## Input data
--- START ---

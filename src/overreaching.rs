// ABOUTME: Short-term overreaching risk scoring from four weighted decline indicators
// ABOUTME: Compares a recent sample window against a trailing baseline with explainable deltas
//
// Licensed under either of Apache License, Version 2.0 or MIT License at your option.
// Copyright ©2025 Async-IO.org
#![allow(clippy::cast_precision_loss)] // Safe: sample counts are small

use crate::config::{IndicatorConfig, OverreachingConfig};
use crate::errors::ConfigError;
use crate::models::PerformanceSample;
use serde::{Deserialize, Serialize};
use tracing::debug;

/// How quickly the host should act on an assessment
#[derive(Debug, Clone, Copy, PartialEq, Eq, Serialize, Deserialize)]
pub enum RecommendationUrgency {
    /// No meaningful risk signal
    Low,
    /// Monitor closely, consider load reduction
    Medium,
    /// Intervene this training week
    High,
}

/// The four tracked overreaching indicators
#[derive(Debug, Clone, Copy, PartialEq, Eq, Serialize, Deserialize)]
pub enum OverreachingIndicator {
    /// Progression rate falling versus baseline
    PerformanceDecline,
    /// Reported effort drifting easier than measured effort
    RpeInflation,
    /// Recovery scores degrading versus baseline
    RecoveryDegradation,
    /// Motivation falling versus baseline
    MotivationDrop,
}

/// One indicator's raw delta and its contribution to the risk total
#[derive(Debug, Clone, Serialize, Deserialize)]
pub struct IndicatorReading {
    /// Which indicator this reading describes
    pub indicator: OverreachingIndicator,
    /// Recent-vs-baseline delta (relative for rates, absolute RPE points for drift)
    pub delta: f64,
    /// Direction-specific trigger threshold from config
    pub threshold: f64,
    /// Whether the delta crossed the threshold
    pub triggered: bool,
    /// `|delta| * weight` when triggered, 0 otherwise
    pub contribution: f64,
}

/// Result of one overreaching assessment
#[derive(Debug, Clone, Serialize, Deserialize)]
pub struct OverreachingAssessment {
    /// Overall risk in [0, 1]
    pub risk_score: f64,
    /// Urgency tier derived from the risk score
    pub urgency: RecommendationUrgency,
    /// Per-indicator readings, including untriggered ones, for explainability
    pub indicators: Vec<IndicatorReading>,
    /// Samples in the recent window
    pub recent_samples: usize,
    /// Samples in the baseline window
    pub baseline_samples: usize,
    /// True when history was too short to compare windows
    pub insufficient_data: bool,
}

impl OverreachingAssessment {
    const fn insufficient() -> Self {
        Self {
            risk_score: 0.0,
            urgency: RecommendationUrgency::Low,
            indicators: Vec::new(),
            recent_samples: 0,
            baseline_samples: 0,
            insufficient_data: true,
        }
    }
}

/// Scores short-term overtraining risk from recent-vs-baseline declines
#[derive(Debug, Clone)]
pub struct OverreachingRiskAnalyzer {
    config: OverreachingConfig,
}

impl Default for OverreachingRiskAnalyzer {
    fn default() -> Self {
        Self {
            config: OverreachingConfig::default(),
        }
    }
}

impl OverreachingRiskAnalyzer {
    /// Build an analyzer from validated configuration.
    ///
    /// # Errors
    /// Returns `ConfigError` when the configuration is structurally invalid.
    pub fn new(config: OverreachingConfig) -> Result<Self, ConfigError> {
        config.validate()?;
        Ok(Self { config })
    }

    /// Assess overreaching risk over a chronologically ordered history.
    ///
    /// Returns a zero-risk assessment with an empty factor list when the
    /// history cannot form both comparison windows.
    #[must_use]
    pub fn assess(&self, history: &[PerformanceSample]) -> OverreachingAssessment {
        let recent_window = self.config.recent_window;
        if history.len() <= recent_window {
            debug!(
                samples = history.len(),
                recent_window, "overreaching assessment skipped, no baseline available"
            );
            return OverreachingAssessment::insufficient();
        }

        let split = history.len() - recent_window;
        let recent = &history[split..];
        // Baseline shrinks with sparse older data but always has >= 1 sample
        let baseline_start = split.saturating_sub(self.config.baseline_window);
        let baseline = &history[baseline_start..split];

        let readings = vec![
            Self::reading(
                OverreachingIndicator::PerformanceDecline,
                self.config.performance_decline,
                relative_delta(
                    mean(recent, |s| s.progression_rate),
                    mean(baseline, |s| s.progression_rate),
                ),
            ),
            Self::reading(
                OverreachingIndicator::RpeInflation,
                self.config.rpe_inflation,
                mean(recent, |s| s.rpe_accuracy_drift) - mean(baseline, |s| s.rpe_accuracy_drift),
            ),
            Self::reading(
                OverreachingIndicator::RecoveryDegradation,
                self.config.recovery_degradation,
                relative_delta(
                    mean(recent, |s| s.recovery_score),
                    mean(baseline, |s| s.recovery_score),
                ),
            ),
            Self::reading(
                OverreachingIndicator::MotivationDrop,
                self.config.motivation_drop,
                relative_delta(
                    mean(recent, |s| s.motivation_level),
                    mean(baseline, |s| s.motivation_level),
                ),
            ),
        ];

        let risk_score = readings
            .iter()
            .map(|r| r.contribution)
            .sum::<f64>()
            .min(1.0);

        let urgency = if risk_score > self.config.high_urgency_threshold {
            RecommendationUrgency::High
        } else if risk_score > self.config.medium_urgency_threshold {
            RecommendationUrgency::Medium
        } else {
            RecommendationUrgency::Low
        };

        debug!(
            risk_score,
            ?urgency,
            triggered = readings.iter().filter(|r| r.triggered).count(),
            "overreaching assessment complete"
        );

        OverreachingAssessment {
            risk_score,
            urgency,
            indicators: readings,
            recent_samples: recent.len(),
            baseline_samples: baseline.len(),
            insufficient_data: false,
        }
    }

    fn reading(
        indicator: OverreachingIndicator,
        config: IndicatorConfig,
        delta: f64,
    ) -> IndicatorReading {
        // Declines trigger below negative thresholds, inflations above positive ones
        let triggered = if config.threshold < 0.0 {
            delta < config.threshold
        } else {
            delta > config.threshold
        };
        let contribution = if triggered {
            delta.abs() * config.weight
        } else {
            0.0
        };
        IndicatorReading {
            indicator,
            delta,
            threshold: config.threshold,
            triggered,
            contribution,
        }
    }
}

fn mean(samples: &[PerformanceSample], field: impl Fn(&PerformanceSample) -> f64) -> f64 {
    if samples.is_empty() {
        return 0.0;
    }
    samples.iter().map(field).sum::<f64>() / samples.len() as f64
}

/// Relative change with a near-zero-baseline guard
fn relative_delta(recent: f64, baseline: f64) -> f64 {
    if baseline.abs() < f64::EPSILON {
        return 0.0;
    }
    (recent - baseline) / baseline.abs()
}

#[cfg(test)]
mod tests {
    use super::*;

    #[test]
    fn relative_delta_guards_zero_baseline() {
        assert!(relative_delta(0.5, 0.0).abs() < f64::EPSILON);
    }

    #[test]
    fn negative_threshold_triggers_on_decline() {
        let reading = OverreachingRiskAnalyzer::reading(
            OverreachingIndicator::RecoveryDegradation,
            IndicatorConfig {
                weight: 0.8,
                threshold: -0.15,
            },
            -0.25,
        );
        assert!(reading.triggered);
        assert!((reading.contribution - 0.2).abs() < 1e-9);
    }
}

--- END ---

## Brief
Retype the listing exactly. Leave nothing out.

## Written reply
filename src/overreaching.rs
// ABOUTME: Short-term overreaching risk scoring from four weighted decline indicators
// ABOUTME: Compares a recent sample window against a trailing baseline with explainable deltas
//
// Licensed under either of Apache License, Version 2.0 or MIT License at your option.
// Copyright ©2025 Async-IO.org
#![allow(clippy::cast_precision_loss)] // Safe: sample counts are small

use crate::config::{IndicatorConfig, OverreachingConfig};
use crate::errors::ConfigError;
use crate::models::PerformanceSample;
use serde::{Deserialize, Serialize};
use tracing::debug;

/// How quickly the host should act on an assessment
#[derive(Debug, Clone, Copy, PartialEq, Eq, Serialize, Deserialize)]
pub enum RecommendationUrgency {
    /// No meaningful risk signal
    Low,
    /// Monitor closely, consider load reduction
    Medium,
    /// Intervene this training week
    High,
}

/// The four tracked overreaching indicators
#[derive(Debug, Clone, Copy, PartialEq, Eq, Serialize, Deserialize)]
pub enum OverreachingIndicator {
    /// Progression rate falling versus baseline
    PerformanceDecline,
    /// Reported effort drifting easier than measured effort
    RpeInflation,
    /// Recovery scores degrading versus baseline
    RecoveryDegradation,
    /// Motivation falling versus baseline
    MotivationDrop,
}

/// One indicator's raw delta and its contribution to the risk total
#[derive(Debug, Clone, Serialize, Deserialize)]
pub struct IndicatorReading {
    /// Which indicator this reading describes
    pub indicator: OverreachingIndicator,
    /// Recent-vs-baseline delta (relative for rates, absolute RPE points for drift)
    pub delta: f64,
    /// Direction-specific trigger threshold from config
    pub threshold: f64,
    /// Whether the delta crossed the threshold
    pub triggered: bool,
    /// `|delta| * weight` when triggered, 0 otherwise
    pub contribution: f64,
}

/// Result of one overreaching assessment
#[derive(Debug, Clone, Serialize, Deserialize)]
pub struct OverreachingAssessment {
    /// Overall risk in [0, 1]
    pub risk_score: f64,
    /// Urgency tier derived from the risk score
    pub urgency: RecommendationUrgency,
    /// Per-indicator readings, including untriggered ones, for explainability
    pub indicators: Vec<IndicatorReading>,
    /// Samples in the recent window
    pub recent_samples: usize,
    /// Samples in the baseline window
    pub baseline_samples: usize,
    /// True when history was too short to compare windows
    pub insufficient_data: bool,
}

impl OverreachingAssessment {
    const fn insufficient() -> Self {
        Self {
            risk_score: 0.0,
            urgency: RecommendationUrgency::Low,
            indicators: Vec::new(),
            recent_samples: 0,
            baseline_samples: 0,
            insufficient_data: true,
        }
    }
}

/// Scores short-term overtraining risk from recent-vs-baseline declines
#[derive(Debug, Clone)]
pub struct OverreachingRiskAnalyzer {
    config: OverreachingConfig,
}

impl Default for OverreachingRiskAnalyzer {
    fn default() -> Self {
        Self {
            config: OverreachingConfig::default(),
        }
    }
}

impl OverreachingRiskAnalyzer {
    /// Build an analyzer from validated configuration.
    ///
    /// # Errors
    /// Returns `ConfigError` when the configuration is structurally invalid.
    pub fn new(config: OverreachingConfig) -> Result<Self, ConfigError> {
        config.validate()?;
        Ok(Self { config })
    }

    /// Assess overreaching risk over a chronologically ordered history.
    ///
    /// Returns a zero-risk assessment with an empty factor list when the
    /// history cannot form both comparison windows.
    #[must_use]
    pub fn assess(&self, history: &[PerformanceSample]) -> OverreachingAssessment {
        let recent_window = self.config.recent_window;
        if history.len() <= recent_window {
            debug!(
                samples = history.len(),
                recent_window, "overreaching assessment skipped, no baseline available"
            );
            return OverreachingAssessment::insufficient();
        }

        let split = history.len() - recent_window;
        let recent = &history[split..];
        // Baseline shrinks with sparse older data but always has >= 1 sample
        let baseline_start = split.saturating_sub(self.config.baseline_window);
        let baseline = &history[baseline_start..split];

        let readings = vec![
            Self::reading(
                OverreachingIndicator::PerformanceDecline,
                self.config.performance_decline,
                relative_delta(
                    mean(recent, |s| s.progression_rate),
                    mean(baseline, |s| s.progression_rate),
                ),
            ),
            Self::reading(
                OverreachingIndicator::RpeInflation,
                self.config.rpe_inflation,
                mean(recent, |s| s.rpe_accuracy_drift) - mean(baseline, |s| s.rpe_accuracy_drift),
            ),
            Self::reading(
                OverreachingIndicator::RecoveryDegradation,
                self.config.recovery_degradation,
                relative_delta(
                    mean(recent, |s| s.recovery_score),
                    mean(baseline, |s| s.recovery_score),
                ),
            ),
            Self::reading(
                OverreachingIndicator::MotivationDrop,
                self.config.motivation_drop,
                relative_delta(
                    mean(recent, |s| s.motivation_level),
                    mean(baseline, |s| s.motivation_level),
                ),
            ),
        ];

        let risk_score = readings
            .iter()
            .map(|r| r.contribution)
            .sum::<f64>()
            .min(1.0);

        let urgency = if risk_score > self.config.high_urgency_threshold {
            RecommendationUrgency::High
        } else if risk_score > self.config.medium_urgency_threshold {
            RecommendationUrgency::Medium
        } else {
            RecommendationUrgency::Low
        };

        debug!(
            risk_score,
            ?urgency,
            triggered = readings.iter().filter(|r| r.triggered).count(),
            "overreaching assessment complete"
        );

        OverreachingAssessment {
            risk_score,
            urgency,
            indicators: readings,
            recent_samples: recent.len(),
            baseline_samples: baseline.len(),
            insufficient_data: false,
        }
    }

    fn reading(
        indicator: OverreachingIndicator,
        config: IndicatorConfig,
        delta: f64,
    ) -> IndicatorReading {
        // Declines trigger below negative thresholds, inflations above positive ones
        let triggered = if config.threshold < 0.0 {
            delta < config.threshold
        } else {
            delta > config.threshold
        };
        let contribution = if triggered {
            delta.abs() * config.weight
        } else {
            0.0
        };
        IndicatorReading {
            indicator,
            delta,
            threshold: config.threshold,
            triggered,
            contribution,
        }
    }
}

fn mean(samples: &[PerformanceSample], field: impl Fn(&PerformanceSample) -> f64) -> f64 {
    if samples.is_empty() {
        return 0.0;
    }
    samples.iter().map(field).sum::<f64>() / samples.len() as f64
}

/// Relative change with a near-zero-baseline guard
fn relative_delta(recent: f64, baseline: f64) -> f64 {
    if baseline.abs() < f64::EPSILON {
        return 0.0;
    }
    (recent - baseline) / baseline.abs()
}

#[cfg(test)]
mod tests {
    use super::*;

    #[test]
    fn relative_delta_guards_zero_baseline() {
        assert!(relative_delta(0.5, 0.0).abs() < f64::EPSILON);
    }

    #[test]
    fn negative_threshold_triggers_on_decline() {
        let reading = OverreachingRiskAnalyzer::reading(
            OverreachingIndicator::RecoveryDegradation,
            IndicatorConfig {
                weight: 0.8,
                threshold: -0.15,
            },
            -0.25,
        );
        assert!(reading.triggered);
        assert!((reading.contribution - 0.2).abs() < 1e-9);
    }
}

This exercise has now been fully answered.